I feel like an idiot. It's okay if you think so too, so feel free to call me an idiot, but before you do, can you at least tell me which fuse # I can go to steal that easy switched hot?

thanks!


----------



## abbe (Sep 8, 2009)

run that bussman direct from the battery with a 30amp circuit breaker right close to the battery . Put your controller on one slot with a 3 amp fuse. Use the other three for miscelaneous.


----------



## Snowzilla (Oct 24, 2009)

Couldn't you just use a 12v test light or voltmeter and probe each fuse with the key off until you find one that has no power. Then turn key on to see if it has power.


----------



## beezil (Dec 1, 2005)

Snowzilla;1211630 said:


> Couldn't you just use a 12v test light or voltmeter and probe each fuse with the key off until you find one that has no power. Then turn key on to see if it has power.


well, got started with that...do you have a newer superduty? seems to me you have to be a yoga instructor, or a kama sutra master to get into that passenger side fusebox.

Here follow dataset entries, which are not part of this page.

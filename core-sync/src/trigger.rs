//! # Trigger Evaluator
//!
//! Decides whether a new replication cycle may start. Evaluation is a pure
//! function of the trigger, the recorded history and the current time.
//!
//! | Trigger               | Fires when                                        |
//! |-----------------------|---------------------------------------------------|
//! | none                  | always (continuous replication)                   |
//! | `manual: T`           | `T` differs from `lastManualSync`                 |
//! | `schedule: S`         | `now >= next(S, max(lastSync, lastFailure))`      |
//! | both                  | either of the above                               |
//!
//! A scheduled resource that has never synced or failed fires at once.

use chrono::{DateTime, Utc};
use core_api::TriggerSpec;

use crate::error::TriggerError;
use crate::schedule::Schedule;

/// Recorded history the trigger is evaluated against.
#[derive(Debug, Clone, Copy, Default, PartialEq, Eq)]
pub struct TriggerState<'a> {
    pub last_sync_time: Option<DateTime<Utc>>,
    pub last_failure_time: Option<DateTime<Utc>>,
    pub last_manual_sync: Option<&'a str>,
}

impl TriggerState<'_> {
    /// Latest recorded end of a cycle, successful or not.
    fn base(&self) -> Option<DateTime<Utc>> {
        match (self.last_sync_time, self.last_failure_time) {
            (Some(a), Some(b)) => Some(a.max(b)),
            (a, b) => a.or(b),
        }
    }
}

/// Result of evaluating a trigger.
#[derive(Debug, Clone, PartialEq, Eq, Default)]
pub struct Evaluation {
    pub fire: bool,
    /// Manual token that caused (or contributed to) firing; consumed when
    /// the cycle ends.
    pub manual_token: Option<String>,
    /// Next scheduled run, when a schedule is configured.
    pub next_sync: Option<DateTime<Utc>>,
}

impl Evaluation {
    /// No schedule and no manual token: replicate back to back.
    pub fn is_continuous(trigger: Option<&TriggerSpec>) -> bool {
        schedule_of(trigger).is_none() && manual_of(trigger).is_none()
    }
}

fn schedule_of(trigger: Option<&TriggerSpec>) -> Option<&str> {
    trigger
        .and_then(|t| t.schedule.as_deref())
        .map(str::trim)
        .filter(|s| !s.is_empty())
}

fn manual_of(trigger: Option<&TriggerSpec>) -> Option<&str> {
    trigger
        .and_then(|t| t.manual.as_deref())
        .filter(|m| !m.is_empty())
}

pub fn evaluate(
    trigger: Option<&TriggerSpec>,
    state: &TriggerState<'_>,
    now: DateTime<Utc>,
) -> Result<Evaluation, TriggerError> {
    let schedule = schedule_of(trigger);
    let manual = manual_of(trigger);

    if schedule.is_none() && manual.is_none() {
        return Ok(Evaluation {
            fire: true,
            manual_token: None,
            next_sync: None,
        });
    }

    let manual_token = manual
        .filter(|token| state.last_manual_sync != Some(*token))
        .map(str::to_string);

    let mut next_sync = None;
    let mut scheduled = false;
    if let Some(expression) = schedule {
        let schedule = Schedule::parse(expression)?;
        match state.base() {
            None => {
                scheduled = true;
                next_sync = Some(now);
            }
            Some(base) => {
                next_sync = schedule.next_after(base);
                scheduled = next_sync.map_or(false, |next| now >= next);
            }
        }
    }

    Ok(Evaluation {
        fire: scheduled || manual_token.is_some(),
        manual_token,
        next_sync,
    })
}

/// Whether a new cycle should start now.
pub fn should_sync(
    trigger: Option<&TriggerSpec>,
    state: &TriggerState<'_>,
    now: DateTime<Utc>,
) -> Result<bool, TriggerError> {
    evaluate(trigger, state, now).map(|e| e.fire)
}

/// Next scheduled run after a cycle ended at `ended_at`, if scheduled.
pub fn next_sync_after(
    trigger: Option<&TriggerSpec>,
    ended_at: DateTime<Utc>,
) -> Result<Option<DateTime<Utc>>, TriggerError> {
    match schedule_of(trigger) {
        Some(expression) => Ok(Schedule::parse(expression)?.next_after(ended_at)),
        None => Ok(None),
    }
}
//! Sending side: one pushing job per cycle.

use async_trait::async_trait;
use core_api::{JobSpec, JobVolume, ReplicationSource, ReplicationSourceSpec};
use core_mover::{data_mount, DataVolume, JobProgress, Mover, MoverContext, MoverJob, MoverResult, Result};
use core_provision::Role;
use std::collections::BTreeMap;
use std::time::Duration;
use tracing::{debug, instrument};

use crate::MOVER_NAME;

pub struct RsyncSourceMover {
    job: MoverJob<ReplicationSourceSpec>,
    data: DataVolume,
    address: String,
    port: u16,
    key_secret: String,
    image: String,
    backoff_limit: u32,
    poll_interval: Duration,
}

impl RsyncSourceMover {
    pub fn new(
        ctx: &MoverContext,
        source: &ReplicationSource,
        data: DataVolume,
        address: String,
        port: u16,
        key_secret: String,
    ) -> Self {
        Self {
            job: MoverJob::new(ctx, source, MOVER_NAME, Role::Source),
            data,
            address,
            port,
            key_secret,
            image: ctx.images.rsync.clone(),
            backoff_limit: ctx.job_backoff_limit,
            poll_interval: ctx.poll_interval,
        }
    }

    fn job_spec(&self, service_account: String) -> JobSpec {
        let env = BTreeMap::from([
            ("DESTINATION_ADDRESS".to_string(), self.address.clone()),
            ("DESTINATION_PORT".to_string(), self.port.to_string()),
        ]);

        JobSpec {
            image: self.image.clone(),
            command: vec!["/mover-rsync/source.sh".to_string()],
            env,
            volumes: vec![
                data_mount(&self.data),
                JobVolume::secret("keys", &self.key_secret, "/keys"),
            ],
            service_account_name: service_account,
            backoff_limit: self.backoff_limit,
            parallelism: 1,
        }
    }
}

#[async_trait]
impl Mover for RsyncSourceMover {
    fn name(&self) -> &str {
        MOVER_NAME
    }

    #[instrument(skip(self), fields(job = %self.job.name()))]
    async fn synchronize(&self) -> Result<MoverResult> {
        let service_account = self.job.ensure_service_account().await?;
        debug!(address = %self.address, port = self.port, "Pushing to destination");

        match self.job.run(self.job_spec(service_account)).await? {
            JobProgress::Succeeded => Ok(MoverResult::completed()),
            JobProgress::Running => Ok(MoverResult::in_progress(self.poll_interval)),
        }
    }

    async fn cleanup(&self) -> Result<()> {
        self.job.remove().await
    }
}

I don't know about you, but my stubby calloused fingers can't grab things like they used to. I already dropped two of those damn little mini fuses into the wormhole that exists where the carpeting meets the door sill and sent them backwards into another universe.

I was just hoping there is another feller out there who has done one of these recently, who might come along and say "drop that bad boy in fuse number x, crack a beer, and stand in front of the mirror and tell that guy looking back 'you da man'".


----------



## Snowzilla (Oct 24, 2009)

beezil;1211718 said:


> well, got started with that...do you have a newer superduty? seems to me you have to be a yoga instructor, or a kama sutra master to get into that passenger side fusebox. .


Funny LOL. Sorry, no I don't own one. I'm sure someone who does will chime in soon enough.


----------



## 54powerwagon (Oct 16, 2004)

use the fuse box under the hood driver side. don't remember the number but its marked as acc not used. mine has been trouble free .


----------



## onsight (Sep 13, 2007)

I put mine to upfitter switch #4. Works good. I didn't plan on using that switch for anything anyway.


----------



## PTSolutions (Dec 8, 2007)

i have had this same issue, i had looked for switched hots for some accessories, i dont think i ended up finding any. i took a test light to almost every fuse on the driver side panel and they were hot all the time. for my applications it didnt matter, more peace of mind in case i forgot anything on.


----------



## Raymond S. (Jan 8, 2008)

Just checked mine. It's tapped into # 50. Should be a 10 amp. I'd have to check the manual to see real quick what that is.


----------



## beezil (Dec 1, 2005)

Raymond S.;1212416 said:


> Just checked mine. It's tapped into # 50. Should be a 10 amp. I'd have to check the manual to see real quick what that is.


hmmmm....

my passenger side fusebox only has 49 fuse locations.....

i think your ford is the spinal tap edition?


----------



## Raymond S. (Jan 8, 2008)

It's the fuse box in the engine bay on the drivers side


----------



## Dissociative (Feb 28, 2007)

just come swap trucks with my 04....it has a ton of easy to get to key hots...

ill take that problem child from ya for no charge...;-)

get under that hood...


----------



## damian (Jan 29, 2009)

this is what i do,go to the passenger side fuse box,pull the only large circuit breaker in the panel this is for the power windows its a 40a breaker keyed power.use the lower spade/leg because it is the power side [not load side] drill a 1/16 hole in the leg close to the base of the breaker as not to interfere with reinstallation and solder a small guage wire to it and push it back into the fuse panel.i usually take my carbide die grinder and make a slot in the cover to run the wire out and sometimes relieve around breaker for fit. you have to be carefull where you pull power on these new vehicles with modules controlling every electrical function,and hey,dont feel bad im a veteran wrench with alldata and and most of the advantages and its a challenge for me to find keyed power on these new units,good luck this will work for you.


----------